INPUT RECORDS ▸
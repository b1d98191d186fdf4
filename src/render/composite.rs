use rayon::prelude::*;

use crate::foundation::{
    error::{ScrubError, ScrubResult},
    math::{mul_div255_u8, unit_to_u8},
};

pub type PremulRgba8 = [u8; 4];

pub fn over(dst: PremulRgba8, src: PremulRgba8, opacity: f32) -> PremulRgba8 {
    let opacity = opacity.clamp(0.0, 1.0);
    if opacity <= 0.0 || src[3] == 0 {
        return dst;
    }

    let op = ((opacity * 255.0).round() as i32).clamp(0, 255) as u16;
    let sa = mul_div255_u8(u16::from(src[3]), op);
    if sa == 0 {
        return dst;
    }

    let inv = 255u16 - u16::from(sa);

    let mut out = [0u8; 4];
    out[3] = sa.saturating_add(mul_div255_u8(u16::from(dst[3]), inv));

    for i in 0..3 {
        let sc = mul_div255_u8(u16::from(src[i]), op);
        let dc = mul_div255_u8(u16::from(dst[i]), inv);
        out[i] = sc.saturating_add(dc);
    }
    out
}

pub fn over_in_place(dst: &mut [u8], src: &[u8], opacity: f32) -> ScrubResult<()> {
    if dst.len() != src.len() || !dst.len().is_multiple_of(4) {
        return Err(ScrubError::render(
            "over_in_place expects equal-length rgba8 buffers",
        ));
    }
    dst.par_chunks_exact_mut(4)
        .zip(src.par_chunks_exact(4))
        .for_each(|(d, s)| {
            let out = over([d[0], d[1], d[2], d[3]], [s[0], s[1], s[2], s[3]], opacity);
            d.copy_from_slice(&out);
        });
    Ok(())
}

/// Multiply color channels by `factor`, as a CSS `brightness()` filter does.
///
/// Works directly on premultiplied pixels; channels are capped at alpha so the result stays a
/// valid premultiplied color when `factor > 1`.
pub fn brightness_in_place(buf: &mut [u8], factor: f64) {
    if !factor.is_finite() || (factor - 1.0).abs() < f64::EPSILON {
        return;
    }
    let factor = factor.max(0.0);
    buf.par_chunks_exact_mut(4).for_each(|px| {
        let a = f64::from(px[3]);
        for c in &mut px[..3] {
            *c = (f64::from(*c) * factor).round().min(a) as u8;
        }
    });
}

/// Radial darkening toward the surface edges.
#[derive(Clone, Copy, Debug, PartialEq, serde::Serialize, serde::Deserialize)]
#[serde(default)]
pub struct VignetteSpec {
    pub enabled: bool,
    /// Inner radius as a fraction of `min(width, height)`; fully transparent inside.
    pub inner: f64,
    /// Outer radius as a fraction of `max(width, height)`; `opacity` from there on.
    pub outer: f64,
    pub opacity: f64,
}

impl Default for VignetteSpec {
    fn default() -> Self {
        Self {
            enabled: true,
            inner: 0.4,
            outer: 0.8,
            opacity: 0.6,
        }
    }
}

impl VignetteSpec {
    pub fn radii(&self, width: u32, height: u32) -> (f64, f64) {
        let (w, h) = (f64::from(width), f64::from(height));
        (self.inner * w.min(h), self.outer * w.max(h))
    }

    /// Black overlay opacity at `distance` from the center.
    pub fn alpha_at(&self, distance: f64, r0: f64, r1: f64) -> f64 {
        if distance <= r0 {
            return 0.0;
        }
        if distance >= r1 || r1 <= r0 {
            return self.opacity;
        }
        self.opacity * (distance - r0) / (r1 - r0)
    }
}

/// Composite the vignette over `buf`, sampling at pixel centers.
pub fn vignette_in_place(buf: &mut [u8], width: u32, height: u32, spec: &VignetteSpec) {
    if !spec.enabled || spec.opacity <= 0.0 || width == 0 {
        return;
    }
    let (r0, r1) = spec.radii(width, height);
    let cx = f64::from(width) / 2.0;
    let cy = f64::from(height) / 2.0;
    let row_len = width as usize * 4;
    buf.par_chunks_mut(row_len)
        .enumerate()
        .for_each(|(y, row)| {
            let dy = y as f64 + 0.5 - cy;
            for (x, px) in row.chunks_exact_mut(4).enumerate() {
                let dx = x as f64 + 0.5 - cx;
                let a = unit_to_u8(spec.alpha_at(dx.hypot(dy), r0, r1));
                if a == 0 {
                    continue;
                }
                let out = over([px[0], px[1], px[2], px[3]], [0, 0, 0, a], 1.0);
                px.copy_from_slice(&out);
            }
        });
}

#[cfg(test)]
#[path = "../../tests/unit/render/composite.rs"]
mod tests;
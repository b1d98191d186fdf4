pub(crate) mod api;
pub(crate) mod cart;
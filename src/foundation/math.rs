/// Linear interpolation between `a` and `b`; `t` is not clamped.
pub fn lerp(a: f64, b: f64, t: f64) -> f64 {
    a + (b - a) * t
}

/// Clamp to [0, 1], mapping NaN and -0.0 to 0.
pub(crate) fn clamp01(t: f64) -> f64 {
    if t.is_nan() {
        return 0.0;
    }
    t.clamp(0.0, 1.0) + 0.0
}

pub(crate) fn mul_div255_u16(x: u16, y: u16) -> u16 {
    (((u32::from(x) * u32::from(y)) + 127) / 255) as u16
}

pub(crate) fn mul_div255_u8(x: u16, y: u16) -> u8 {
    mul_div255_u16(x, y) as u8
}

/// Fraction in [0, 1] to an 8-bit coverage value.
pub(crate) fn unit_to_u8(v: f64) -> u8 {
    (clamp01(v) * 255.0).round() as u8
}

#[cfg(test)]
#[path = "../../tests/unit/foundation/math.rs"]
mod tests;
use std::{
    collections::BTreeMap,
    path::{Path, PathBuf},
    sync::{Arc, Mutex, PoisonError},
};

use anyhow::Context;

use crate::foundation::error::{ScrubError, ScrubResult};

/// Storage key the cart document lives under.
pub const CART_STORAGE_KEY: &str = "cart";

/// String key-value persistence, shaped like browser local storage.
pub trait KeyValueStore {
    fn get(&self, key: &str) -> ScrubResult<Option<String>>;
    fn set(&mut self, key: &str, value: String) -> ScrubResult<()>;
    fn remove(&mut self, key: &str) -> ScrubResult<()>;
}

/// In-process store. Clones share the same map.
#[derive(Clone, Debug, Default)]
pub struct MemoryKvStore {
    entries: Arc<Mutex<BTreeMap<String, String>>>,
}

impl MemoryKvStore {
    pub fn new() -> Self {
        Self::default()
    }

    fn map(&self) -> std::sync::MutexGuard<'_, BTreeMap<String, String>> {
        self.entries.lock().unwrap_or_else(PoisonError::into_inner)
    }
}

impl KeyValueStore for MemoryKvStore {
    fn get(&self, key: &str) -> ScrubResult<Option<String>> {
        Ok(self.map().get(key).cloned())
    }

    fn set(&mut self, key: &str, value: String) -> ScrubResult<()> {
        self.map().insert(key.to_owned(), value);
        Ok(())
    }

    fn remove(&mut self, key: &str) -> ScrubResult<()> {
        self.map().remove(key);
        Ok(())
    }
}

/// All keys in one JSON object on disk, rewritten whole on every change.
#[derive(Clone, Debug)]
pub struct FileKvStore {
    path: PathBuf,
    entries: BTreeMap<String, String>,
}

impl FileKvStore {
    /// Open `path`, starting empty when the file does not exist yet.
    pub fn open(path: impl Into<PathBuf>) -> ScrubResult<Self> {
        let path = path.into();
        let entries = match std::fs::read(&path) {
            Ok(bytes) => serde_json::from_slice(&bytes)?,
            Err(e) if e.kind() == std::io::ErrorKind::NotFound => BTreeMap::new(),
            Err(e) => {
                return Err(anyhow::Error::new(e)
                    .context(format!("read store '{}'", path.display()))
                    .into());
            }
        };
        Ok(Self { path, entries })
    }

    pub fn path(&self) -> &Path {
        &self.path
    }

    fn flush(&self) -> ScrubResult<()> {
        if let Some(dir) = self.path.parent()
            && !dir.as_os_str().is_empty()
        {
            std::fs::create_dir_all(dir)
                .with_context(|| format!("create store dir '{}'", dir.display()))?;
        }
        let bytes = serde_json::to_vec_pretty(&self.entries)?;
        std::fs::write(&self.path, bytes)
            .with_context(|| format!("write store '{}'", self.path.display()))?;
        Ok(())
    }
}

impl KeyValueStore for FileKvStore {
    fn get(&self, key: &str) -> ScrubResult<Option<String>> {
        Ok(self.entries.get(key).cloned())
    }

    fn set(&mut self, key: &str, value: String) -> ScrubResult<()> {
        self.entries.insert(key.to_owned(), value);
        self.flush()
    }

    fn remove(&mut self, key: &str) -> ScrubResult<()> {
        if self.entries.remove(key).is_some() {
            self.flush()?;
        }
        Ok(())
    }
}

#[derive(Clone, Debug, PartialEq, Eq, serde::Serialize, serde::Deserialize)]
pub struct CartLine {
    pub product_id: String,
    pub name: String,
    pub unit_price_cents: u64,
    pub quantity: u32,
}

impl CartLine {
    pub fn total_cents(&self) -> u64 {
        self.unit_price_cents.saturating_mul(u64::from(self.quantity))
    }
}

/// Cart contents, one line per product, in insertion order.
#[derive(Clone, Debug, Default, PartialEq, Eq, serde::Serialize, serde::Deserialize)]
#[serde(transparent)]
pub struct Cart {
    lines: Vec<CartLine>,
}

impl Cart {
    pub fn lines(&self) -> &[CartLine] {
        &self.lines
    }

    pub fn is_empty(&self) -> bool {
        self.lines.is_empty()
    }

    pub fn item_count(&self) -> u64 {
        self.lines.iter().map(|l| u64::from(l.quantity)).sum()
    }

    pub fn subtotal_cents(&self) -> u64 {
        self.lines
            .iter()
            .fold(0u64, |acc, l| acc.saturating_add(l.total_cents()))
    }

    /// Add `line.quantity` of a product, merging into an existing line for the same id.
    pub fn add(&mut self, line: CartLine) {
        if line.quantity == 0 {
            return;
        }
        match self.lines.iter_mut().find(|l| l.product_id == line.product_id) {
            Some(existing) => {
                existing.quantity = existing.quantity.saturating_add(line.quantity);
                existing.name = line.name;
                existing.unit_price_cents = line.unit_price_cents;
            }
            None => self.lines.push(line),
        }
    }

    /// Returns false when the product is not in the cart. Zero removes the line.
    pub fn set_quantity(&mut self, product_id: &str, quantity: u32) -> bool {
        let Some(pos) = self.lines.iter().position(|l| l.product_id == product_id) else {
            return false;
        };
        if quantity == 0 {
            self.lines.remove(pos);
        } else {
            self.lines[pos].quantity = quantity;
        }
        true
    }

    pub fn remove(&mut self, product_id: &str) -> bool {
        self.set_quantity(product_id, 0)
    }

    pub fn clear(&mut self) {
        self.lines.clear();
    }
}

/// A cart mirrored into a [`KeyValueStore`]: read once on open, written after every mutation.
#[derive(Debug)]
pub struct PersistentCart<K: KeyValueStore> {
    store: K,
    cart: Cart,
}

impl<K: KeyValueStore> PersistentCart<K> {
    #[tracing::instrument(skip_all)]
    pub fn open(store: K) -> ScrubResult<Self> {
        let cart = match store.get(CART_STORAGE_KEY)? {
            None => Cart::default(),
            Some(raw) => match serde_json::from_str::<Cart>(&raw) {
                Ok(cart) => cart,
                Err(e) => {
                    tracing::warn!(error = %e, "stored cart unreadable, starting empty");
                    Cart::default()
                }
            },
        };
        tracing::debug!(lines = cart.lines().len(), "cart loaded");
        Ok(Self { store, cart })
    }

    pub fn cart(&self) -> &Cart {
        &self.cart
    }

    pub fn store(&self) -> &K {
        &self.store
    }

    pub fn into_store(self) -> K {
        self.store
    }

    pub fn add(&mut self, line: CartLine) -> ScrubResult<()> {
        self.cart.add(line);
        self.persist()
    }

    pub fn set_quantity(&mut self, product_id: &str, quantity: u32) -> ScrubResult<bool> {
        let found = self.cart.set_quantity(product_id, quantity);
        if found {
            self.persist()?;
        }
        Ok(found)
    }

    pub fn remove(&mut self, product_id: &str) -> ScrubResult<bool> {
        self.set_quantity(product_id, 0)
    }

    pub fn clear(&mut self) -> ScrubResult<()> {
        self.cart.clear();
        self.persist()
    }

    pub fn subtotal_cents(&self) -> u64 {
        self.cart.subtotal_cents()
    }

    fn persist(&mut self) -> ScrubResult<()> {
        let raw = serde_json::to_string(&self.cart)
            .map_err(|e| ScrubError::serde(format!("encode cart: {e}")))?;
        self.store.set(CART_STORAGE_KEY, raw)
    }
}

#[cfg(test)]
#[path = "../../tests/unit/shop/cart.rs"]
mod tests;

ACTIVITY ▸ Copy out every line of the data in which the word "same" is found.

ANSWER SECTION ▸
/// In-process store. Clones share the same map.
    /// Add `line.quantity` of a product, merging into an existing line for the same id.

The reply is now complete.